Add up the facts that Coates is black and that he’s been criticized by Conservatives, and you have a pretty good explanation for why Liberals keep their criticism to themselves. But bravo to Kevin for stepping up as one of those few Liberals who will (sometimes) call out his own side.
I have read very little of Coates and don't really care that much either way. But Kevin seems to be claiming to mind-read him, or he isn't providing the full quotation: for example, at what point does Coates claim he never read anything about checkpoints in Israel? Or that he knew nothing about the American Civil War? Coates is obviously subject to criticism; as someone not well-informed, I look for better evidence than what I'm seeing here.
The message of the article seems to be a clear "I got the picture of 'security checkpoints' as being like airport TSA lines, but then I went there and it wasn't anything like that." Suggesting that it's just "common sense" that these checkpoints are a certain way and it's objectionable to visit one and be shocked at the mismatch between our perception here and the reality on the ground seems strange to me, whatever you think about Coates specifically. When did you last visit a checkpoint, Kevin? I never have; I've watched news stories; I suspect I might nevertheless be shocked to see one in person.
I can't seem to easily find the number of Palestinians shot (for whatever reason) at checkpoints in 2023, or, for that matter, the number of injuries or deaths of Palestinians, Israelis, or others. Maybe Israel posts that information and an English language search isn't producing it. If the TSA had frequent incidents of finding people with guns and bombs who they then shot, and incidents of being attacked, I'd like to think that someone would keep track of the numbers.
It's hard to see how routinely delaying people for hours at a checkpoint improves either safety or peace, or how repeatedly strip-searching Palestinian elected officials advances the cause of peace. If you treat the moderates that way, it starts looking like you want to deliberately radicalize everyone.
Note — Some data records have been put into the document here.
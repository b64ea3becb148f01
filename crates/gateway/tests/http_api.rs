//! Black-box tests of the HTTP API: every request goes through the real
//! router via `tower::ServiceExt::oneshot`, auth middleware included.
//!
//! Covered here rather than in unit tests:
//! - route wiring (paths, methods, public vs. protected split)
//! - request/response JSON shapes, status codes, and error bodies
//! - the schedule-build endpoint end to end (all modes + failures)
//! - job CRUD against the real store, including validation rejects
//! - manual run-now through the API against a local canned endpoint
//! - bearer-token enforcement when a token hash is configured

use std::sync::Arc;
use std::time::Duration;

use axum::body::{self, Body};
use axum::http::{Request, StatusCode};
use axum::Router;
use chrono::Utc;
use serde_json::json;
use sha2::{Digest, Sha256};
use tempfile::TempDir;
use tower::util::ServiceExt;
use uuid::Uuid;

use cf_domain::config::Config;
use cf_gateway::runtime::executor::Executor;
use cf_gateway::runtime::jobs::{JobStore, RunStatus};
use cf_gateway::runtime::run_log::{RunLogStore, RunRecord};
use cf_gateway::runtime::runner::JobRunner;
use cf_gateway::state::AppState;

// ── Harness ─────────────────────────────────────────────────────────────

fn test_state_with(tweak: impl FnOnce(&mut Config)) -> (AppState, TempDir) {
    let dir = tempfile::tempdir().unwrap();
    let mut config = Config::default();
    tweak(&mut config);
    let config = Arc::new(config);

    let jobs = Arc::new(JobStore::new(dir.path()));
    let run_log = Arc::new(RunLogStore::new(dir.path()));
    let executor = Arc::new(Executor::new(&config.executor).unwrap());
    let runner = Arc::new(JobRunner::new(jobs.clone(), run_log.clone(), executor));

    let state = AppState {
        config,
        jobs,
        run_log,
        runner,
        api_token_digest: None,
    };
    (state, dir)
}

fn test_state() -> (AppState, TempDir) {
    test_state_with(|_| {})
}

fn app(state: &AppState) -> Router {
    cf_gateway::api::router(state.clone()).with_state(state.clone())
}

/// Fire one request and decode the JSON body (204s come back as null).
async fn send(
    app: &Router,
    method: &str,
    uri: &str,
    body: Option<serde_json::Value>,
) -> (StatusCode, serde_json::Value) {
    let builder = Request::builder().method(method).uri(uri);
    let request = match body {
        Some(json) => builder
            .header("content-type", "application/json")
            .body(Body::from(serde_json::to_vec(&json).unwrap()))
            .unwrap(),
        None => builder.body(Body::empty()).unwrap(),
    };
    let response = app.clone().oneshot(request).await.unwrap();
    let status = response.status();
    let bytes = body::to_bytes(response.into_body(), usize::MAX)
        .await
        .unwrap();
    let json = if bytes.is_empty() {
        serde_json::Value::Null
    } else {
        // Extractor rejections (e.g. a malformed :id) carry a plain-text
        // body; surface it as a JSON string so callers can still assert.
        serde_json::from_slice(&bytes).unwrap_or_else(|_| {
            serde_json::Value::String(String::from_utf8_lossy(&bytes).into_owned())
        })
    };
    (status, json)
}

async fn create_job(app: &Router, name: &str, expression: &str, url: &str) -> serde_json::Value {
    let (status, body) = send(
        app,
        "POST",
        "/v1/jobs",
        Some(json!({
            "name": name,
            "schedule": { "mode": "custom", "expression": expression },
            "url": url,
        })),
    )
    .await;
    assert_eq!(status, StatusCode::CREATED, "create failed: {body}");
    body["job"].clone()
}

/// Minimal local HTTP endpoint: answers every connection with a canned
/// response, optionally after a delay.
async fn canned_server(status_line: &'static str, body: &'static str, delay_ms: u64) -> String {
    use tokio::io::{AsyncReadExt, AsyncWriteExt};

    let listener = tokio::net::TcpListener::bind("127.0.0.1:0").await.unwrap();
    let addr = listener.local_addr().unwrap();
    tokio::spawn(async move {
        loop {
            let Ok((mut socket, _)) = listener.accept().await else {
                break;
            };
            tokio::spawn(async move {
                let mut buf = [0u8; 1024];
                let _ = socket.read(&mut buf).await;
                if delay_ms > 0 {
                    tokio::time::sleep(Duration::from_millis(delay_ms)).await;
                }
                let response = format!(
                    "HTTP/1.1 {}\r\ncontent-length: {}\r\nconnection: close\r\n\r\n{}",
                    status_line,
                    body.len(),
                    body
                );
                let _ = socket.write_all(response.as_bytes()).await;
                let _ = socket.shutdown().await;
            });
        }
    });
    format!("http://{}/hook", addr)
}
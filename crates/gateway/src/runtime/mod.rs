//! Core runtime: schedule building, cron evaluation, job storage, and
//! the delivery loop that ties them together.
//!
//! The flow: the API stores [`jobs::Job`]s whose cron expressions come
//! out of [`schedule::ScheduleForm::build`]; every scheduler tick the
//! [`runner::JobRunner`] fires due jobs through the
//! [`executor::Executor`] and records the outcome in the
//! [`run_log::RunLogStore`].

pub mod executor;
pub mod jobs;
pub mod run_log;
pub mod runner;
pub mod schedule;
I wish Mr. Drum had more tightly focused his indignation on Coates instead of allowing this to become yet another Israel/Palestine slugfest in the comments. Because I too have wondered why Mr. Coates has turned into this sort of white-knight-of-progressivism figure when he's demonstrably pretty mediocre. I figure that, like pretty much everyone else currently prominent in the media, his primary talent is self-promotion.
PS: Also I don't understand why you pronounce the first "i" in his name as an "ah".
PPS: That photograph of him is terrible, way too wide of a lens bordering on fisheye.
You know your criticism of Coates would seem less farcical if you did not add on a criticism of how he pronounces his name and of his photo. It might be harder to miss the lack of content in your main criticism if you did not tack on additionally criticisms that seem designed to make you look silly.
"I think I was approximately the only liberal in the country who felt this way."
I, for one, have never been impressed with Coates. I distinctly recall reading an article years ago that seems to have been deep sixed from the web and I can't recall the details. But I do remember him deliberately misquoting you because I read you every day. He left out just enough of the quote to make it sound like you said the exact opposite of what you actually said so that he could argue against it.
That isn't even freshman term paper level of analysis. It's just a lie. I haven't been interested in reading him since.
A large number of black intellectuals only really care about black problems.